▸ PROBLEM DESCRIPTION: Gather all lines from the material that contain "filter".

▸ MATERIAL SHOWN:
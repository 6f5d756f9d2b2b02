//! Bank Hybrid composite (§4.5.5): a weighted blend of RIM, P/B x ROE, and
//! DDM fair values, used in place of a single model for financial-services
//! companies where FCF-based models are unreliable.

use valu_core::{Recommendation, ValuationMethod, ValuationResult};

/// Default weights: RIM, P/B x ROE, DDM.
pub const DEFAULT_WEIGHTS: (f64, f64, f64) = (0.50, 0.30, 0.20);

/// `V_PB_ROE = [(ROE - g) / (r_e - g)] * BV_per_share`, the P/B-times-ROE
/// leg of the hybrid composite.
#[must_use]
pub fn pb_roe_value(roe: f64, terminal_growth: f64, cost_of_equity: f64, book_value_per_share: f64) -> f64 {
    let spread = cost_of_equity - terminal_growth;
    if spread <= 0.0 {
        return f64::NAN;
    }
    ((roe - terminal_growth) / spread) * book_value_per_share
}

/// Combine three per-share fair-value estimates into the hybrid composite.
///
/// The DDM leg's cost of equity is expected to already reflect the
/// financial-services industry-WACC redirect when applicable -- that
/// substitution happens where the DDM input is built, not here.
///
/// A component whose value is non-finite (e.g. a Gordon/P-B-ROE leg with a
/// non-positive spread) is dropped and its weight is redistributed
/// proportionally among the surviving components, per §4.5.5. If every
/// component fails, the result is a zero fair value with a warning attached.
#[must_use]
pub fn bank_hybrid(
    rim_value: f64,
    pb_roe_value: f64,
    ddm_value: f64,
    weights: (f64, f64, f64),
    shares_outstanding: f64,
    current_price: f64,
) -> ValuationResult {
    let (w_rim, w_pb_roe, w_ddm) = weights;
    let legs = [
        (rim_value, w_rim),
        (pb_roe_value, w_pb_roe),
        (ddm_value, w_ddm),
    ];
    let surviving_weight: f64 = legs
        .iter()
        .filter(|(value, _)| value.is_finite())
        .map(|(_, weight)| weight)
        .sum();

    let mut warnings = Vec::new();
    let fair_value_per_share = if surviving_weight > 0.0 {
        legs.iter()
            .filter(|(value, _)| value.is_finite())
            .map(|(value, weight)| value * weight)
            .sum::<f64>()
            / surviving_weight
    } else {
        warnings.push("all bank hybrid components failed; fair value is zero".to_string());
        0.0
    };
    if surviving_weight < w_rim + w_pb_roe + w_ddm {
        warnings.push("one or more bank hybrid components failed; weights were redistributed".to_string());
    }

    let equity_value = fair_value_per_share * shares_outstanding;
    let upside_pct = if current_price > 0.0 {
        (fair_value_per_share - current_price) / current_price
    } else {
        0.0
    };

    ValuationResult {
        method: ValuationMethod::BankHybrid,
        enterprise_value: equity_value,
        equity_value,
        fair_value_per_share,
        pv_fcf: vec![rim_value, pb_roe_value, ddm_value],
        pv_terminal_value: 0.0,
        upside_pct,
        recommendation: Recommendation::from_upside(upside_pct),
        warnings,
    }
}

#[cfg(test)]
mod tests {
    use super::*;
    use approx::assert_relative_eq;

    #[test]
    fn weighted_average_matches_spec_bank_hybrid_example() {
        // RIM=144, PB*ROE=216, DDM=74 -> 0.5*144 + 0.3*216 + 0.2*74 = 72 + 64.8 + 14.8 = 151.6
        let result = bank_hybrid(144.0, 216.0, 74.0, DEFAULT_WEIGHTS, 100.0, 130.0);
        assert_relative_eq!(result.fair_value_per_share, 151.6, epsilon = 1e-9);
    }

    #[test]
    fn pb_roe_matches_spec_formula() {
        // ROE=16.44%, r_e=10.76%, g=3%, BV=124.96 -> (0.1644-0.03)/(0.1076-0.03)*124.96 ~= 216
        let value = pb_roe_value(0.1644, 0.03, 0.1076, 124.96);
        assert!((value - 216.0).abs() < 2.0);
    }

    #[test]
    fn zero_total_weight_yields_zero_fair_value() {
        let result = bank_hybrid(160.0, 150.0, 140.0, (0.0, 0.0, 0.0), 100.0, 130.0);
        assert_eq!(result.fair_value_per_share, 0.0);
    }

    #[test]
    fn failed_component_weight_is_redistributed_among_survivors() {
        // DDM leg failed (NaN); RIM and PB*ROE split the full weight 0.5/0.3
        // proportionally: 0.5/0.8 and 0.3/0.8.
        let result = bank_hybrid(144.0, 216.0, f64::NAN, DEFAULT_WEIGHTS, 100.0, 130.0);
        let expected = (144.0 * 0.5 + 216.0 * 0.3) / 0.8;
        assert_relative_eq!(result.fair_value_per_share, expected, epsilon = 1e-9);
        assert!(!result.warnings.is_empty());
    }

    #[test]
    fn every_component_failing_yields_zero_with_warning() {
        let result = bank_hybrid(f64::NAN, f64::NAN, f64::NAN, DEFAULT_WEIGHTS, 100.0, 130.0);
        assert_eq!(result.fair_value_per_share, 0.0);
        assert!(!result.warnings.is_empty());
    }
}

▸ SOLUTION BELOW:
        .filter(|(value, _)| value.is_finite())
            .filter(|(value, _)| value.is_finite())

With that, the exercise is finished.